Where does the word "ArchivePort" appear in the data? Copy every line that holds it.

——————————

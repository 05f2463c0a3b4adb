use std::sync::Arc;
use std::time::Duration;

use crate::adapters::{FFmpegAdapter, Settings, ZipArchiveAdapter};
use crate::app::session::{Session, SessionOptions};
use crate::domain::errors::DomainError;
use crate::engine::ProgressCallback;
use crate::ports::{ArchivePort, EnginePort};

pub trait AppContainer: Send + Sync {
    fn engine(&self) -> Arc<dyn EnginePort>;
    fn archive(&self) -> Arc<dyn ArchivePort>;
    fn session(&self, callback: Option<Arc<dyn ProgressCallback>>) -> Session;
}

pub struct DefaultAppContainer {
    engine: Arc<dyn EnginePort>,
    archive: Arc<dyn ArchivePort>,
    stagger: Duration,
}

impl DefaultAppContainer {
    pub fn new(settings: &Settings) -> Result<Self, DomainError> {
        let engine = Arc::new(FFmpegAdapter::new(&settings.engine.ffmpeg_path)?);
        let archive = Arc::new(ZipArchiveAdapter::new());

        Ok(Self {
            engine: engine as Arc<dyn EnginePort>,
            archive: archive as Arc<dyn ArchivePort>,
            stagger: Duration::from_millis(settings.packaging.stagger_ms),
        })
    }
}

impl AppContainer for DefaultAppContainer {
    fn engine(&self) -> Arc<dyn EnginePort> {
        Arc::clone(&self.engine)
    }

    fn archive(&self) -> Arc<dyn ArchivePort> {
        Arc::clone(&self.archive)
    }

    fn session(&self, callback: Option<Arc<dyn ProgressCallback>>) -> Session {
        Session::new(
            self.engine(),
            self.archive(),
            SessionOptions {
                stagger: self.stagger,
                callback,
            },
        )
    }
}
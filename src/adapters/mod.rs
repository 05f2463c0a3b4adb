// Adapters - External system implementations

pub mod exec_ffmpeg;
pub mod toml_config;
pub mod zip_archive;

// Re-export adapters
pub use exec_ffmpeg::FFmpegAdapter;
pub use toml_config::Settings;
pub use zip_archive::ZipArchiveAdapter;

——————————

- [ANSWER SECTION]:
use crate::ports::{ArchivePort, EnginePort};
    fn archive(&self) -> Arc<dyn ArchivePort>;
    archive: Arc<dyn ArchivePort>,
            archive: archive as Arc<dyn ArchivePort>,
    fn archive(&self) -> Arc<dyn ArchivePort> {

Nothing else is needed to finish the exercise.